Accordingly, it has been argued before us that even the stand of Government of India (through its Secretary in press) is that “shares would cover “shares of Indian Company” and not derivatives & other securities. Accordingly, gain on alienation of securities other than shares would continue to be taxed in the resident country and not in India. The aforesaid clarification, clarifying the stand of the Government of India, if we look from the 6 perspective of the distinction between the shares and other securities, then for the purpose of the present case, the rights entitlement which is distinct from shares can be taken as a guidance to see the intention of the Government while negotiating or amending the Articles of DTAA.
It is also a well settled proposition of law if any term has not been defined under the Act or treaty; the same is to be understood as per the domestic legislation in view of Section 90(3) of the Act as well as Article 3(2) of India-Ireland DTAA. It states that where the term has not been defined under the treaty, the meaning under the domestic tax legislation is to be adopted. Further, where the term has not been defined in domestic tax legislation also it is a general meaning is to be adopted. We find that the definition of shares even in Section 2(84) of the Companies Act, 2013 provides a restrictive definition of shares to mean a share in the share capital of a company and includes stock. Otherwise also an asset, which may come into existence or derive its value from another underlying asset, cannot be regarded as being same as the original asset. An analogy may be drawn to a „derivative‟, which may derive its value from the underlying equity but it is a well-established principle that the derivative contract is a distinct and separate asset. Under the India-Ireland DTAA a derivative deriving its value from underlying equity would not be subject to tax in India under Article 13(6). Likewise rights entitlement which is granted on account of shareholding cannot be regarded as being the same as shares especially since the rights shares are allotted, only on subscription. The rights entitlement, being a distinct asset, may be sold lapsed or subscribed and thus, akin to derivatives, ought to be not subject to tax under Article 13(6) of the India-Ireland DTAA. Similarly, the investor can either sell the rights entitlement option or exercise the option to get shares or decline the offer for shares.
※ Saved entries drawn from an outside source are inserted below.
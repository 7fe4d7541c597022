//! Token definitions for the brisk lexer.

/// Kinds of tokens produced by the lexer.
#[derive(Debug, Clone, PartialEq)]
pub enum TokenKind {
    Ident(String),
    Number(i64),
    Float(f64),
    Str(String),
    // keywords
    Let,
    If,
    Else,
    Func,
    Return,
    True,
    False,
    Print,
    Input,
    While,
    Break,
    Continue,
    Switch,
    Case,
    Default,
    // punctuation
    Comma,
    Colon,
    LParen,
    RParen,
    LBrace,
    RBrace,
    LBracket,
    RBracket,
    Newline,
    // operators
    Equal,     // =
    Plus,      // +
    Minus,     // -
    Star,      // *
    Slash,     // /
    Percent,   // %
    EqEq,      // ==
    NotEq,     // !=
    Less,      // <
    LessEq,    // <=
    Greater,   // >
    GreaterEq, // >=
    AndAnd,    // &&
    OrOr,      // ||
    Invalid(char),
    Eof,
}

impl TokenKind {
    /// The raw source text this kind stands for, used in diagnostics.
    pub fn lexeme(&self) -> String {
        match self {
            TokenKind::Ident(s) => s.clone(),
            TokenKind::Number(n) => n.to_string(),
            TokenKind::Float(f) => f.to_string(),
            TokenKind::Str(s) => s.clone(),
            TokenKind::Let => "let".into(),
            TokenKind::If => "if".into(),
            TokenKind::Else => "else".into(),
            TokenKind::Func => "func".into(),
            TokenKind::Return => "return".into(),
            TokenKind::True => "true".into(),
            TokenKind::False => "false".into(),
            TokenKind::Print => "print".into(),
            TokenKind::Input => "input".into(),
            TokenKind::While => "while".into(),
            TokenKind::Break => "break".into(),
            TokenKind::Continue => "continue".into(),
            TokenKind::Switch => "switch".into(),
            TokenKind::Case => "case".into(),
            TokenKind::Default => "default".into(),
            TokenKind::Comma => ",".into(),
            TokenKind::Colon => ":".into(),
            TokenKind::LParen => "(".into(),
            TokenKind::RParen => ")".into(),
            TokenKind::LBrace => "{".into(),
            TokenKind::RBrace => "}".into(),
            TokenKind::LBracket => "[".into(),
            TokenKind::RBracket => "]".into(),
            TokenKind::Newline => "\\n".into(),
            TokenKind::Equal => "=".into(),
            TokenKind::Plus => "+".into(),
            TokenKind::Minus => "-".into(),
            TokenKind::Star => "*".into(),
            TokenKind::Slash => "/".into(),
            TokenKind::Percent => "%".into(),
            TokenKind::EqEq => "==".into(),
            TokenKind::NotEq => "!=".into(),
            TokenKind::Less => "<".into(),
            TokenKind::LessEq => "<=".into(),
            TokenKind::Greater => ">".into(),
            TokenKind::GreaterEq => ">=".into(),
            TokenKind::AndAnd => "&&".into(),
            TokenKind::OrOr => "||".into(),
            TokenKind::Invalid(c) => c.to_string(),
            TokenKind::Eof => "<eof>".into(),
        }
    }
}

/// A token with its source position (line, col).
#[derive(Debug, Clone, PartialEq)]
pub struct Token {
    pub kind: TokenKind,
    pub line: usize,
    pub col: usize,
}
Hence, in our opinion, rights entitlement would also be covered under the provisions of Article 13(6) of India Ireland DTAA and in that case it would not be subjected to tax in India but it shall be taxable in the resident state i.e. Ireland.”
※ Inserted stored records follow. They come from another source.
pub mod parser;

pub use parser::Parser;

#[cfg(test)]
mod tests {
    use super::*;
    use brisk_lexer::Lexer;
    use brisk_syntax::ast::*;
    use brisk_syntax::error::Error;

    fn parse_expr_str(input: &str) -> Expr {
        let mut parser = Parser::new(Lexer::new(input));
        parser.parse_expr().expect("Parsing should succeed")
    }

    fn parse_program_str(input: &str) -> Program {
        let mut parser = Parser::new(Lexer::new(input));
        parser.parse_program().expect("Parsing should succeed")
    }

    fn parse_program_err(input: &str) -> Error {
        let mut parser = Parser::new(Lexer::new(input));
        parser
            .parse_program()
            .err()
            .expect("Parsing should fail")
    }

    #[test]
    fn test_literal_expressions() {
        assert!(matches!(parse_expr_str("42").kind, ExprKind::Int(42)));
        assert!(matches!(parse_expr_str("2.5").kind, ExprKind::Float(f) if f == 2.5));
        assert!(matches!(parse_expr_str("\"hello\"").kind, ExprKind::Str(s) if s == "hello"));
        assert!(matches!(parse_expr_str("true").kind, ExprKind::Bool(true)));
        assert!(matches!(parse_expr_str("false").kind, ExprKind::Bool(false)));
    }

    #[test]
    fn test_identifier_expressions() {
        assert!(matches!(parse_expr_str("variable").kind, ExprKind::Ident(s) if s == "variable"));
        assert!(matches!(parse_expr_str("my_var").kind, ExprKind::Ident(s) if s == "my_var"));
    }

    #[test]
    fn test_binary_operators() {
        for (src, op) in [
            ("1 + 2", BinOp::Add),
            ("5 - 3", BinOp::Sub),
            ("4 * 6", BinOp::Mul),
            ("8 / 2", BinOp::Div),
            ("8 % 3", BinOp::Mod),
            ("1 == 2", BinOp::Eq),
            ("1 != 2", BinOp::Ne),
            ("1 < 2", BinOp::Lt),
            ("1 <= 2", BinOp::Le),
            ("1 > 2", BinOp::Gt),
            ("1 >= 2", BinOp::Ge),
            ("true && false", BinOp::And),
            ("true || false", BinOp::Or),
        ] {
            match parse_expr_str(src).kind {
                ExprKind::Binary { op: got, .. } => assert_eq!(got, op, "source: {}", src),
                other => panic!("Expected Binary for {}, got {:?}", src, other),
            }
        }
    }

    #[test]
    fn test_operator_precedence() {
        // 1 + 2 * 3 parses as 1 + (2 * 3)
        match parse_expr_str("1 + 2 * 3").kind {
            ExprKind::Binary { op, rhs, .. } => {
                assert_eq!(op, BinOp::Add);
                assert!(matches!(rhs.kind, ExprKind::Binary { op: BinOp::Mul, .. }));
            }
            other => panic!("Expected Add at the top, got {:?}", other),
        }
        // (1 + 2) * 3 parses as (1 + 2) * 3
        match parse_expr_str("(1 + 2) * 3").kind {
            ExprKind::Binary { op, lhs, .. } => {
                assert_eq!(op, BinOp::Mul);
                assert!(matches!(lhs.kind, ExprKind::Binary { op: BinOp::Add, .. }));
            }
            other => panic!("Expected Mul at the top, got {:?}", other),
        }
        // left associativity: 1 - 2 - 3 parses as (1 - 2) - 3
        match parse_expr_str("1 - 2 - 3").kind {
            ExprKind::Binary { op, lhs, .. } => {
                assert_eq!(op, BinOp::Sub);
                assert!(matches!(lhs.kind, ExprKind::Binary { op: BinOp::Sub, .. }));
            }
            other => panic!("Expected Sub at the top, got {:?}", other),
        }
    }

    #[test]
    fn test_list_expressions() {
        match parse_expr_str("[1, 2, 3]").kind {
            ExprKind::List(items) => assert_eq!(items.len(), 3),
            other => panic!("Expected List, got {:?}", other),
        }
        match parse_expr_str("[]").kind {
            ExprKind::List(items) => assert_eq!(items.len(), 0),
            other => panic!("Expected empty List, got {:?}", other),
        }
    }

    #[test]
    fn test_index_expressions() {
        assert!(matches!(parse_expr_str("arr[0]").kind, ExprKind::Index { .. }));
        // index chains compose with calls
        match parse_expr_str("f(1)[2]").kind {
            ExprKind::Index { target, .. } => {
                assert!(matches!(target.kind, ExprKind::Call { .. }));
            }
            other => panic!("Expected Index over Call, got {:?}", other),
        }
    }

    #[test]
    fn test_function_calls() {
        match parse_expr_str("foo()").kind {
            ExprKind::Call { name, args } => {
                assert_eq!(name, "foo");
                assert_eq!(args.len(), 0);
            }
            other => panic!("Expected Call, got {:?}", other),
        }
        match parse_expr_str("add(1, 2)").kind {
            ExprKind::Call { name, args } => {
                assert_eq!(name, "add");
                assert_eq!(args.len(), 2);
            }
            other => panic!("Expected Call, got {:?}", other),
        }
    }

    #[test]
    fn test_call_target_must_be_identifier() {
        // a parenthesized group yields the inner expression, so (f) is
        // still an identifier callee
        assert!(matches!(
            parse_expr_str("(f)(1)").kind,
            ExprKind::Call { name, .. } if name == "f"
        ));
        let mut parser = Parser::new(Lexer::new("3(1)"));
        assert!(parser.parse_expr().is_err());
    }

    #[test]
    fn test_input_expression() {
        assert!(matches!(parse_expr_str("input()").kind, ExprKind::Input(None)));
        assert!(matches!(
            parse_expr_str("input(\"name? \")").kind,
            ExprKind::Input(Some(_))
        ));
        // bare input without parens is accepted too
        assert!(matches!(parse_expr_str("input").kind, ExprKind::Input(None)));
    }

    #[test]
    fn test_assignment_rewrite() {
        let program = parse_program_str("x = 42");
        assert!(matches!(
            &program.body[0].kind,
            StmtKind::Assign { name, .. } if name == "x"
        ));
    }

    #[test]
    fn test_assignment_to_non_variable_fails() {
        let err = parse_program_err("1 = 2");
        assert!(err.msg.contains("Cannot assign to non-variable"), "{}", err.msg);
    }

    #[test]
    fn test_statement_forms() {
        let src = "let x = 1\n\
                   print(x, 2)\n\
                   if (x) { x = 2 } else { x = 3 }\n\
                   while (x < 10) { x = x + 1 }\n\
                   switch (x) { case 1: break\n default: continue }\n\
                   return x\n";
        let program = parse_program_str(src);
        assert!(matches!(program.body[0].kind, StmtKind::Let { .. }));
        assert!(matches!(program.body[1].kind, StmtKind::Print(_)));
        assert!(matches!(program.body[2].kind, StmtKind::If { .. }));
        assert!(matches!(program.body[3].kind, StmtKind::While { .. }));
        assert!(matches!(program.body[4].kind, StmtKind::Switch { .. }));
        assert!(matches!(program.body[5].kind, StmtKind::Return(Some(_))));
    }

    #[test]
    fn test_else_if_chains() {
        let program = parse_program_str("if (1) { } else if (2) { } else { let z = 0 }");
        match &program.body[0].kind {
            StmtKind::If { else_body, .. } => {
                assert_eq!(else_body.len(), 1);
                assert!(matches!(else_body[0].kind, StmtKind::If { .. }));
            }
            other => panic!("Expected If, got {:?}", other),
        }
    }

    #[test]
    fn test_switch_shape() {
        let src = "switch (x) {\n\
                   case 1: print(\"a\") break\n\
                   case 2: print(\"b\")\n\
                   default: print(\"c\")\n\
                   }";
        match &parse_program_str(src).body[0].kind {
            StmtKind::Switch { cases, default, .. } => {
                assert_eq!(cases.len(), 2);
                assert_eq!(cases[0].body.len(), 2); // print then break
                assert!(default.is_some());
            }
            other => panic!("Expected Switch, got {:?}", other),
        }
    }

    #[test]
    fn test_function_definitions() {
        let program = parse_program_str("func add(a, b) {\n return a + b\n}");
        match &program.body[0].kind {
            StmtKind::Func(f) => {
                assert_eq!(f.name, "add");
                assert_eq!(f.params, vec!["a".to_string(), "b".to_string()]);
                assert_eq!(f.body.len(), 1);
            }
            other => panic!("Expected Func, got {:?}", other),
        }
    }

    #[test]
    fn test_newlines_before_braces() {
        let _ = parse_program_str("if (1)\n{\n}\n");
        let _ = parse_program_str("while (0)\n{\n}\n");
        let _ = parse_program_str("func f()\n{\n}\n");
    }

    #[test]
    fn test_empty_and_comment_only_programs() {
        assert!(parse_program_str("").body.is_empty());
        assert!(parse_program_str("\n\n\n").body.is_empty());
        assert!(parse_program_str("# just a comment\n// another\n").body.is_empty());
    }

    #[test]
    fn test_syntax_errors_carry_lexeme_and_line() {
        let err = parse_program_err("let = 5");
        assert!(err.msg.contains("'='"), "{}", err.msg);
        assert!(err.msg.contains("line 1"), "{}", err.msg);

        let err = parse_program_err("print(1\n");
        assert!(err.msg.contains("Expected ')'"), "{}", err.msg);
    }

    #[test]
    fn test_invalid_characters_surface_as_syntax_errors() {
        let err = parse_program_err("let x = @");
        assert!(err.msg.contains("'@'"), "{}", err.msg);
    }

    #[test]
    fn test_line_numbers_on_statements() {
        let program = parse_program_str("let a = 1\nlet b = 2\n\nlet c = 3\n");
        let lines: Vec<usize> = program.body.iter().map(|s| s.line).collect();
        assert_eq!(lines, vec![1, 2, 4]);
        assert!(lines.iter().all(|&l| l >= 1));
    }
}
Thus, the Tribunal concluded that shares and RE are separate and distinct assets. They fall under Articles 13(6) of India- Ireland DTAA. Any gain on sale of RE would be taxable only in the state of residence.
Here it would be imperative to refer to the provisions of India- Mauritius DTAA. The relevant clauses of Article 13 dealing with ‘Capital Gains’ are extracted below: 7 “3A. Gains from the alienation of shares acquired on or after 1st April 2017 in a company which is resident of a Contracting State may be taxed in that State.
3B xxx
4. Gains from the alienation of any property other than that referred to in paragraphs 1, 2, 3 and 3A shall be taxable only in the Contracting State of which the alienator is a resident.
For the purposes of this article, the term "alienation" means the sale, exchange, transfer, or relinquishment of the property or the extinguishment of any rights therein or the compulsory acquisition thereof under any law in force in the respective Contracting States.”
A bare reading of clause 3A would show that it only refers to “shares”. As explained above Shares and Derivatives are two distinct and separate assets. Clause 4 makes it clear that any other property not mentioned in Clause 3A would be taxable in the State of residence. The provisions of Clause 3A and 4 of India- Mauritius DTAA are pari materia to Clause 3
and 5 of India Ireland DTAA.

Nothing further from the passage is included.